The artist here is Alberto Giacometti, the Swiss painter and sculptor who worked most of his life in Paris. Geoffrey Rush portrays him as a crusty eccentric. He invited the American writer James Lord to come sit for a portrait. Just takes a day, he assures. Took almost three weeks as we see in this film based on a memoir that Lord later published. Giacometti would curse and fuss, lower his face in his hands, paint over the portrait and start again. It was a pure display of agony from the volatile artist, while Armie Hammer as Lord tried to stay accommodating, repeatedly changing his airline reservation back to the US and tolerating all manner of distractions. The artist’s wife and mistress (Sylvie Testud and Clémence Poésy) served up interruptions while his brother (Tony Shalhoub) offered appeals for understanding. Just like the sitting, it goes on too long but the film sparkles when the two men talk and spar over art. (5th Avenue) 3 ½ out of 5
THE MIRACLE SEASON: You looking for a wholesome family movie with a positive message? With maybe a female empowerment story about women working together? And a true story at that? Well, this one has it all and, although it happened in Iowa, it was filmed right here in Vancouver and Langley. You can catch sight of Banyen Books in one street scene. You’ll be inspired by the feel-good tone … if you can avoid slagging it as pap that should only be a TV movie.

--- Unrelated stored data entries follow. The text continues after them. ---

//! Shared pairing-token state.

use std::fmt;

use tokio::sync::{RwLock, RwLockReadGuard};

/// Holds the pairing token shared by every request of a client.
///
/// Readers hold a [`read`](Self::read) guard for the whole of a request, from
/// query and body construction until the response has been classified, so a
/// request never observes a token swapped mid-construction. Pairing takes the
/// write guard only to [`install`](Self::install) the new token; it waits for
/// in-flight requests to finish and blocks new ones only for the duration of
/// the assignment.
#[derive(Default)]
pub struct TokenCell {
    token: RwLock<Option<String>>,
}

impl TokenCell {
    /// Creates a cell holding `token`. An empty string counts as no token.
    #[must_use]
    pub fn new(token: Option<String>) -> Self {
        Self { token: RwLock::new(token.filter(|t| !t.is_empty())) }
    }

    /// Acquires a read guard over the current token.
    pub async fn read(&self) -> RwLockReadGuard<'_, Option<String>> {
        self.token.read().await
    }

    /// Returns a copy of the current token.
    pub async fn get(&self) -> Option<String> {
        self.token.read().await.clone()
    }

    /// Replaces the token.
    pub async fn install(&self, token: String) {
        *self.token.write().await = Some(token);
    }
}

impl fmt::Debug for TokenCell {
    fn fmt(&self, f: &mut fmt::Formatter<'_>) -> fmt::Result {
        let state = match self.token.try_read() {
            Ok(guard) if guard.is_some() => "<redacted>",
            Ok(_) => "<none>",
            Err(_) => "<locked>",
        };
        f.debug_struct("TokenCell").field("token", &state).finish()
    }
}

#[cfg(test)]
mod tests {
    use std::{sync::Arc, time::Duration};

    use super::*;

    #[tokio::test]
    async fn test_new_filters_empty_token() {
        assert_eq!(TokenCell::new(Some(String::new())).get().await, None);
        assert_eq!(TokenCell::new(None).get().await, None);
        assert_eq!(TokenCell::new(Some("t".into())).get().await.as_deref(), Some("t"));
    }

    #[tokio::test]
    async fn test_install_replaces_token() {
        let cell = TokenCell::new(Some("old".into()));
        cell.install("new".into()).await;
        assert_eq!(cell.get().await.as_deref(), Some("new"));
    }

    #[tokio::test]
    async fn test_install_waits_for_readers() {
        let cell = Arc::new(TokenCell::new(Some("old".into())));
        let guard = cell.read().await;

        let writer = tokio::spawn({
            let cell = Arc::clone(&cell);
            async move { cell.install("new".into()).await }
        });

        tokio::time::sleep(Duration::from_millis(20)).await;
        assert_eq!(guard.as_deref(), Some("old"));
        assert!(!writer.is_finished());

        drop(guard);
        writer.await.unwrap();
        assert_eq!(cell.get().await.as_deref(), Some("new"));
    }

    #[tokio::test]
    async fn test_debug_redacts_token() {
        let cell = TokenCell::new(Some("secret".into()));
        let debug = format!("{cell:?}");
        assert!(!debug.contains("secret"));
        assert!(debug.contains("<redacted>"));
    }
}
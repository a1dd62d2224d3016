use proptest::prelude::*;

use crate::identity::{KeyPair, RequestSigner, Sin, verify_signature};

fn key_from_seed(seed: [u8; 32]) -> Option<KeyPair> {
    KeyPair::from_scalar_bytes(&seed).ok()
}

proptest! {
    #![proptest_config(ProptestConfig::with_cases(64))]

    #[test]
    fn test_pem_round_trip_preserves_public_key(seed in any::<[u8; 32]>()) {
        let Some(key) = key_from_seed(seed) else { return Ok(()) };

        let pem = key.to_pem().expect("PEM encoding failed");
        let decoded = KeyPair::from_pem(&pem).expect("PEM decoding failed");

        prop_assert_eq!(decoded.compressed_public_key(), key.compressed_public_key());
        prop_assert_eq!(decoded.sin(), key.sin());
    }

    #[test]
    fn test_sin_is_pure_and_byte_sensitive(
        seed in any::<[u8; 32]>(),
        index in 1usize..33,
        flip in 1u8..=255,
    ) {
        let Some(key) = key_from_seed(seed) else { return Ok(()) };
        let mut bytes = key.compressed_public_key_bytes();

        let sin = Sin::derive(&bytes);
        prop_assert_eq!(&sin, &Sin::derive(&bytes));
        prop_assert_eq!(&sin, &key.sin());

        bytes[index] ^= flip;
        prop_assert_ne!(sin, Sin::derive(&bytes));
    }

    #[test]
    fn test_signature_verification_roundtrip(
        seed in any::<[u8; 32]>(),
        path in "/[a-z0-9/]{0,32}",
        query in "[a-zA-Z0-9=&]{0,48}",
        body in any::<Vec<u8>>(),
    ) {
        let Some(key) = key_from_seed(seed) else { return Ok(()) };
        let signer = RequestSigner::new(key);

        let mut canonical = format!("https://btcpay.example.com{path}?{query}").into_bytes();
        canonical.extend_from_slice(&body);

        let signature = signer.sign(&canonical).expect("signing failed");
        let result = verify_signature(signer.identity(), &canonical, &signature);
        prop_assert!(result.is_ok(), "Verification failed: {:?}", result.err());
    }

    #[test]
    fn test_tampered_canonical_string_fails(
        seed in any::<[u8; 32]>(),
        body in proptest::collection::vec(any::<u8>(), 1..128),
        position in any::<prop::sample::Index>(),
        flip in 1u8..=255,
    ) {
        let Some(key) = key_from_seed(seed) else { return Ok(()) };
        let signer = RequestSigner::new(key);

        let mut canonical = b"https://btcpay.example.com/invoices".to_vec();
        canonical.extend_from_slice(&body);
        let signature = signer.sign(&canonical).expect("signing failed");

        let i = position.index(canonical.len());
        canonical[i] ^= flip;

        prop_assert!(verify_signature(signer.identity(), &canonical, &signature).is_err());
    }
}
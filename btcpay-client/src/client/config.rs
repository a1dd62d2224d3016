//! Client configuration.

use std::fmt;

use serde::Deserialize;

use crate::{
    error::{ClientError, Result},
    transport::{DEFAULT_USER_AGENT, HttpConfig},
};

/// Configuration for [`Client`](super::Client).
///
/// Only `host` is required. Without a `pem` a fresh key is generated; without
/// a `token` the client must be paired before calling token-scoped endpoints.
///
/// # Examples
///
/// ```
/// use btcpay_client::client::ClientConfig;
///
/// let config = ClientConfig::from_toml(
///     r#"
///     host = "https://btcpay.example.com"
///     user_agent = "my-shop/1.0"
///
///     [http]
///     timeout_secs = 30
///     "#,
/// )
/// .unwrap();
///
/// assert_eq!(config.user_agent, "my-shop/1.0");
/// assert_eq!(config.http.timeout_secs, 30);
/// assert!(config.pem.is_none());
/// ```
#[derive(Clone, Deserialize)]
#[serde(deny_unknown_fields)]
pub struct ClientConfig {
    /// Base URL of the server, optionally with a path prefix.
    pub host: String,

    /// `User-Agent` header value.
    #[serde(default = "default_user_agent")]
    pub user_agent: String,

    /// SEC1 `EC PRIVATE KEY` PEM of a previously generated key.
    #[serde(default)]
    pub pem: Option<String>,

    /// Pairing token obtained earlier.
    #[serde(default)]
    pub token: Option<String>,

    /// Settings for the built-in HTTP client.
    #[serde(default)]
    pub http: HttpConfig,

    /// Caller-supplied HTTP client; when set, `http` is ignored.
    #[serde(skip)]
    pub http_client: Option<reqwest::Client>,
}

impl ClientConfig {
    /// Creates a configuration with defaults for everything but the host.
    #[must_use]
    pub fn new(host: impl Into<String>) -> Self {
        Self {
            host: host.into(),
            user_agent: default_user_agent(),
            pem: None,
            token: None,
            http: HttpConfig::default(),
            http_client: None,
        }
    }

    /// Parses a configuration from TOML.
    ///
    /// # Errors
    ///
    /// Returns [`ClientError::Config`] if the document is not valid TOML, has
    /// unknown keys, or lacks `host`.
    pub fn from_toml(source: &str) -> Result<Self> {
        toml::from_str(source).map_err(|e| ClientError::Config(e.to_string()))
    }

    /// Overrides the `User-Agent` header.
    #[must_use]
    pub fn with_user_agent(mut self, user_agent: impl Into<String>) -> Self {
        self.user_agent = user_agent.into();
        self
    }

    /// Uses an existing key instead of generating one.
    #[must_use]
    pub fn with_pem(mut self, pem: impl Into<String>) -> Self {
        self.pem = Some(pem.into());
        self
    }

    /// Starts with an already issued pairing token.
    #[must_use]
    pub fn with_token(mut self, token: impl Into<String>) -> Self {
        self.token = Some(token.into());
        self
    }

    /// Replaces the built-in HTTP client settings.
    #[must_use]
    pub fn with_http_config(mut self, http: HttpConfig) -> Self {
        self.http = http;
        self
    }

    /// Sends requests through `client` instead of building one.
    #[must_use]
    pub fn with_http_client(mut self, client: reqwest::Client) -> Self {
        self.http_client = Some(client);
        self
    }
}

impl fmt::Debug for ClientConfig {
    fn fmt(&self, f: &mut fmt::Formatter<'_>) -> fmt::Result {
        f.debug_struct("ClientConfig")
            .field("host", &self.host)
            .field("user_agent", &self.user_agent)
            .field("pem", &self.pem.as_ref().map(|_| "<redacted>"))
            .field("token", &self.token.as_ref().map(|_| "<redacted>"))
            .field("http", &self.http)
            .field("http_client", &self.http_client.is_some())
            .finish()
    }
}

fn default_user_agent() -> String {
    DEFAULT_USER_AGENT.to_owned()
}
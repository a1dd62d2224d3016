//! ECDSA request signing over the canonical request bytes.

use std::sync::Arc;

use k256::ecdsa::Signature;
use sha2::{Digest, Sha256};
use signature::hazmat::PrehashSigner;
use tracing::instrument;

use crate::{
    error::{ClientError, Result},
    identity::{IDENTITY_HEADER, SIGNATURE_HEADER, key::KeyPair},
};

/// Header values for a signed request.
#[derive(Debug, Clone)]
pub struct RequestSignature {
    /// `X-Identity` header value: compressed public key, hex.
    pub identity: Arc<str>,
    /// `X-Signature` header value: DER signature, hex.
    pub signature: String,
}

impl RequestSignature {
    /// Returns the `(name, value)` header pairs to attach to the request.
    #[must_use]
    pub fn headers(&self) -> [(&'static str, &str); 2] {
        [(IDENTITY_HEADER, self.identity.as_ref()), (SIGNATURE_HEADER, self.signature.as_str())]
    }
}

/// Signs canonical request strings with the client's private key.
///
/// The canonical string is the fully resolved request URL, query string
/// included, immediately followed by the exact body bytes (nothing when there
/// is no body). The signer sees only frozen bytes; anything re-encoded after
/// signing invalidates the signature.
#[derive(Debug, Clone)]
pub struct RequestSigner {
    key: Arc<KeyPair>,
    identity: Arc<str>,
}

impl RequestSigner {
    /// Creates a signer for the given key pair.
    ///
    /// # Examples
    ///
    /// ```
    /// use btcpay_client::identity::{KeyPair, RequestSigner};
    ///
    /// let key = KeyPair::generate().unwrap();
    /// let public_key = key.compressed_public_key();
    /// let signer = RequestSigner::new(key);
    /// assert_eq!(signer.identity(), public_key);
    /// ```
    #[must_use]
    pub fn new(key: impl Into<Arc<KeyPair>>) -> Self {
        let key = key.into();
        let identity = Arc::from(key.compressed_public_key());
        Self { key, identity }
    }

    /// Returns the compressed public key (hex) sent as `X-Identity`.
    #[must_use]
    pub fn identity(&self) -> &str {
        &self.identity
    }

    /// Returns the key pair backing this signer.
    #[must_use]
    pub fn key(&self) -> &KeyPair {
        &self.key
    }

    /// Signs `SHA256(canonical)` and returns the DER signature as hex.
    ///
    /// Signatures are low-S normalized.
    ///
    /// # Errors
    ///
    /// Returns [`ClientError::Signing`] if the underlying ECDSA operation fails.
    #[instrument(skip(self, canonical), fields(canonical_len = canonical.len()))]
    pub fn sign(&self, canonical: &[u8]) -> Result<String> {
        let digest = Sha256::digest(canonical);

        let signature: Signature = self
            .key
            .signing_key()
            .sign_prehash(&digest)
            .map_err(|e| ClientError::Signing(e.to_string()))?;

        Ok(hex::encode(signature.to_der().as_bytes()))
    }

    /// Signs the canonical bytes and packages the header values.
    ///
    /// # Errors
    ///
    /// Returns [`ClientError::Signing`] if signing fails.
    pub fn sign_request(&self, canonical: &[u8]) -> Result<RequestSignature> {
        let signature = self.sign(canonical)?;
        Ok(RequestSignature { identity: Arc::clone(&self.identity), signature })
    }
}

#[cfg(test)]
mod tests {
    use k256::ecdsa::VerifyingKey;
    use signature::hazmat::PrehashVerifier;

    use super::*;

    fn scalar_key(last: u8) -> KeyPair {
        let mut scalar = [0u8; 32];
        scalar[31] = last;
        KeyPair::from_scalar_bytes(&scalar).unwrap()
    }

    #[test]
    fn test_sign_produces_der_hex() {
        let signer = RequestSigner::new(scalar_key(1));
        let signature = signer.sign(b"https://btcpay.example.com/rates").unwrap();

        let bytes = hex::decode(&signature).unwrap();
        // DER SEQUENCE tag
        assert_eq!(bytes[0], 0x30);
        assert!(Signature::from_der(&bytes).is_ok());
    }

    #[test]
    fn test_signature_verifies_against_digest() {
        let key = scalar_key(7);
        let verifying_key: VerifyingKey = *key.signing_key().verifying_key();
        let signer = RequestSigner::new(key);

        let message = b"https://btcpay.example.com/invoices{\"price\":\"1\"}";
        let signature = signer.sign(message).unwrap();
        let signature = Signature::from_der(&hex::decode(signature).unwrap()).unwrap();

        let digest = Sha256::digest(message);
        assert!(verifying_key.verify_prehash(&digest, &signature).is_ok());
    }

    #[test]
    fn test_signature_is_low_s() {
        let signer = RequestSigner::new(scalar_key(3));
        for i in 0..16u8 {
            let signature = signer.sign(&[i; 40]).unwrap();
            let signature = Signature::from_der(&hex::decode(signature).unwrap()).unwrap();
            assert!(signature.normalize_s().is_none(), "signature must already be low-S");
        }
    }

    #[test]
    fn test_sign_request_headers() {
        let key = scalar_key(1);
        let signer = RequestSigner::new(key);
        let signed = signer.sign_request(b"https://example.com/rates").unwrap();

        let headers = signed.headers();
        assert_eq!(headers[0].0, "X-Identity");
        assert_eq!(
            headers[0].1,
            "0279be667ef9dcbbac55a06295ce870b07029bfcdb2dce28d959f2815b16f81798"
        );
        assert_eq!(headers[1].0, "X-Signature");
        assert_eq!(headers[1].1, signed.signature);
    }

    #[test]
    fn test_signer_shares_key() {
        let key = Arc::new(scalar_key(2));
        let signer = RequestSigner::new(Arc::clone(&key));
        assert_eq!(signer.key().compressed_public_key(), key.compressed_public_key());
    }
}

The girls’ volleyball team at West High school in Iowa City were state champions seven years ago but just before their quest started for a never-before-done two in a row, the team lost a star player. Caroline Found, nicknamed “Line,” died riding a motorcycle. The team was dispirited, played lethargically and didn’t want to practice. The film shows how their spunky coach, played by Helen Hunt, got them back on track and playing with the motivational mantra “Live Like Line.” It’s like most any underdog sports movie you’ve ever seen but with an extra layering of sincerity. It’s bright, lively and colorful under the direction of Sean McNamara, whose many credits include another true sports story, Soul Surfer, about a teenage girl making a comeback after losing an arm in a shark attack. Helen Hunt was in that one too. Here she has the high-pressure, go-get-em drive of the highschool coach exactly right. William Hurt plays Line’s father and the team is a squad of upbeat young actors, both local and from away. (International Village and suburban theatres) 2 ½ out of 5
Also now playing …
BLOCKERS: I couldn’t get to this one; it conflicted with another, and the plot didn’t seem promising. When one mother (Leslie Mann) snoops in her daughter’s social media posts and learns that three girls are planning to lose their virginity on prom night, she rallies three sets of parents to stop them. Kay Cannon who wrote the Pitch Perfect movies directed it and people are saying it’s pretty funny. Michael Phillips in Chicago compares it to Superbad which is interesting because the two Vancouver guys behind that film, Seth Rogen and his pal Evan Goldberg, are among the 15 producers on this one.